In this article, I’ll explore various environment remediation sites located in New York and try to visualize the information contained in the dataset. The data is hosted by the State of New York and is available on Kaggle. You can explore the notebook with the same below:

Exploring Environmental Remediation Sites in NY

Dataset

  1. There are 70,324 sites in the dataset.
  2. Each site information has 42 different data columns. Each record includes information about the site, the program, wastes disposed and more. Each record also includes a lot of information in the form of addresses, ZIP codes and more.
  3. Some of the columns have null values such as Address 2 and Waste Name.
  4. The entries in each column are of type integer, floats and objects.

Data Exploration

Program Type

There are a total of 5 different program types in the dataset:

  • HW — State Superfund Program
  • BCP — Brownfield Cleanup Program
  • VCP — Voluntary Cleanup Program
  • ERP — Environmental Restoration Program
  • RCRA — Hazardous Waste Management Program

The most common Program Type is the State Superfund Program. Also, the least common type is the Hazardous Waste Management Program with almost negligible sites out of all the data.

Site Class

The class/status of each site is identified using an alpha-numeric code as described below:

  • 02 — The disposal of hazardous waste represents a significant threat to the environment or to health
  • 03 — Contamination does not presently constitute a significant threat to the environment or to health
  • 04 — The site has been properly closed but that requires continued site management
  • 05 — No further action required
  • A — Active
  • C — Completed
  • P — Sites where preliminary information indicates that a site may have contamination
  • PR — Sites that are, or have been, subject to the requirements of the RCRA
  • N — No further action

While the description for each class is clearly stated, some of it appears redundant such as using both 05 and N for indicating that nothing more needs to be done. However, let’s take a look at the plot and see if it reveals any information.

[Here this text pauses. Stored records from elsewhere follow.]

/*!
 * Page-Family Registry
 * Named structure families packed into fixed-capacity groups
 */

use super::free_list::FreeBlockIndex;
use crate::core::data_structures::FamilyName;
use crate::core::limits::{FAMILY_RECORD_SIZE, GROUP_HEADER_SIZE};
use crate::core::types::{FamilyId, PageId, Size};
use crate::memory::types::{Fault, FamilyInfo, MemoryError, MemoryResult};
use tracing::{info, warn};

/// Metadata for one registered structure type
#[derive(Debug)]
pub(crate) struct PageFamily {
    pub name: FamilyName,
    pub element_size: u32,
    /// Head of the data page list, most recently added first
    pub first_page: Option<PageId>,
    pub page_count: usize,
    pub free_blocks: FreeBlockIndex,
}

impl PageFamily {
    fn new(name: FamilyName, element_size: u32) -> Self {
        Self {
            name,
            element_size,
            first_page: None,
            page_count: 0,
            free_blocks: FreeBlockIndex::new(),
        }
    }

    pub fn info(&self) -> FamilyInfo<'_> {
        FamilyInfo {
            name: self.name.as_str(),
            element_size: self.element_size,
        }
    }
}

/// Fixed-capacity array of family records, sized to what one OS page holds
#[derive(Debug)]
struct FamilyGroup {
    families: Vec<PageFamily>,
}

impl FamilyGroup {
    fn with_capacity(capacity: usize) -> Self {
        Self {
            families: Vec::with_capacity(capacity),
        }
    }
}

/// Registry of page families
///
/// Groups are kept in creation order internally; every walk visits the
/// newest group first, then slots in registration order.
#[derive(Debug)]
pub(crate) struct FamilyRegistry {
    groups: Vec<FamilyGroup>,
    group_capacity: usize,
    page_size: Size,
    len: usize,
}

impl FamilyRegistry {
    pub fn new(page_size: Size) -> Self {
        let group_capacity =
            (page_size.saturating_sub(GROUP_HEADER_SIZE) / FAMILY_RECORD_SIZE).max(1);
        Self {
            groups: Vec::new(),
            group_capacity,
            page_size,
            len: 0,
        }
    }

    /// Families one group holds
    pub fn group_capacity(&self) -> usize {
        self.group_capacity
    }

    pub fn group_count(&self) -> usize {
        self.groups.len()
    }

    pub fn len(&self) -> usize {
        self.len
    }

    /// Register a new family
    ///
    /// Registering a name twice is a fault, not an error.
    pub fn register(&mut self, name: &str, element_size: u32) -> MemoryResult<FamilyId> {
        let size = element_size as Size;
        if size > self.page_size {
            warn!(
                family = name,
                size,
                page_size = self.page_size,
                "Structure size exceeds system page size"
            );
            return Err(MemoryError::SizeExceedsPage {
                name: name.to_string(),
                size,
                page_size: self.page_size,
            });
        }
        if element_size == 0 {
            return Err(MemoryError::InvalidElementSize {
                name: name.to_string(),
                size,
            });
        }
        let family_name = FamilyName::new(name).map_err(MemoryError::InvalidFamilyName)?;

        if self.lookup(name).is_some() {
            Fault::DuplicateFamily(name.to_string()).raise();
        }

        let needs_group = self
            .groups
            .last()
            .map_or(true, |group| group.families.len() == self.group_capacity);
        if needs_group {
            self.groups.push(FamilyGroup::with_capacity(self.group_capacity));
            info!(
                groups = self.groups.len(),
                capacity = self.group_capacity,
                "Started new page family group"
            );
        }

        let group_index = self.groups.len() - 1;
        let group = &mut self.groups[group_index];
        group.families.push(PageFamily::new(family_name, element_size));
        self.len += 1;

        let id = FamilyId {
            group: group_index as u32,
            slot: (group.families.len() - 1) as u32,
        };
        info!(family = name, element_size, id = %id, "Registered page family");
        Ok(id)
    }

    /// Find a family by name (newest group first)
    pub fn lookup(&self, name: &str) -> Option<FamilyId> {
        self.iter()
            .find(|(_, family)| family.name.as_str() == name)
            .map(|(id, _)| id)
    }

    pub fn get(&self, id: FamilyId) -> Option<&PageFamily> {
        self.groups
            .get(id.group as usize)?
            .families
            .get(id.slot as usize)
    }

    pub fn get_mut(&mut self, id: FamilyId) -> Option<&mut PageFamily> {
        self.groups
            .get_mut(id.group as usize)?
            .families
            .get_mut(id.slot as usize)
    }

    pub fn iter(&self) -> FamilyIter<'_> {
        FamilyIter {
            groups: &self.groups,
            group: self.groups.len(),
            slot: 0,
            capacity: self.group_capacity,
        }
    }
}

/// Lazy, restartable walk over registered families
///
/// Stops at the end of each group's used slots or at group capacity,
/// whichever comes first, then moves on to the next older group.
#[derive(Clone)]
pub(crate) struct FamilyIter<'a> {
    groups: &'a [FamilyGroup],
    /// One past the group currently walked (counts down to zero)
    group: usize,
    slot: usize,
    capacity: usize,
}

impl<'a> Iterator for FamilyIter<'a> {
    type Item = (FamilyId, &'a PageFamily);

    fn next(&mut self) -> Option<Self::Item> {
        while self.group > 0 {
            let group_index = self.group - 1;
            let families = &self.groups[group_index].families;

            if self.slot < families.len() && self.slot < self.capacity {
                let id = FamilyId {
                    group: group_index as u32,
                    slot: self.slot as u32,
                };
                let family = &families[self.slot];
                self.slot += 1;
                return Some((id, family));
            }

            self.group -= 1;
            self.slot = 0;
        }
        None
    }
}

The data distribution is quite unique in itself. One thing that clearly stands out is that many site projects have been completed.

Project Completion Date

While proposed completion dates are also provided for all sites, I’m more interested in the sites that have already been closed and if there is any trend in the data.

As we can see from the line plot above, very few sites closed from 1985–2005, however, the number grew significantly after that. The maximum sites closed in the year 2015.

There could have been less closes as there were less number of sites back in the period of 1985–2005 which grew as the waste production increased with human population outburst.

Contaminants

Rather than exploring the waste names, it’s better that we know which site has what contaminant. This may allow for similar solutions to be applied to sites that have same contaminants. There are over 237 different contaminants that have to be dealt with.

Sites with the given contaminant
Sites with the given contaminant

Lead is the most common contaminant across all sites with a whopping 2500+ sites with it. The least common contaminants are pickle liquor, mineral/white spirits and calcium carbonate.

Control Type

The control type is divided between Institutional and Engineering at the top level which are further composed of Deed Restriction, Decision Document, Environmental Notice, Environmental Easement and Other Controls.

Deed Restriction is the most common type of control type with approximately 45% of the total dataset.

Conclusion

The data reveals a lot of information about the remediation sites which enables us to handle similar sites clubbed together.

Hope that you liked my work. Please feel free to share your thoughts, suggestions and ideas.


Exploring Environment Remediation Sites in New York was originally published in Towards Data Science on Medium, where people are continuing the conversation by highlighting and responding to this story.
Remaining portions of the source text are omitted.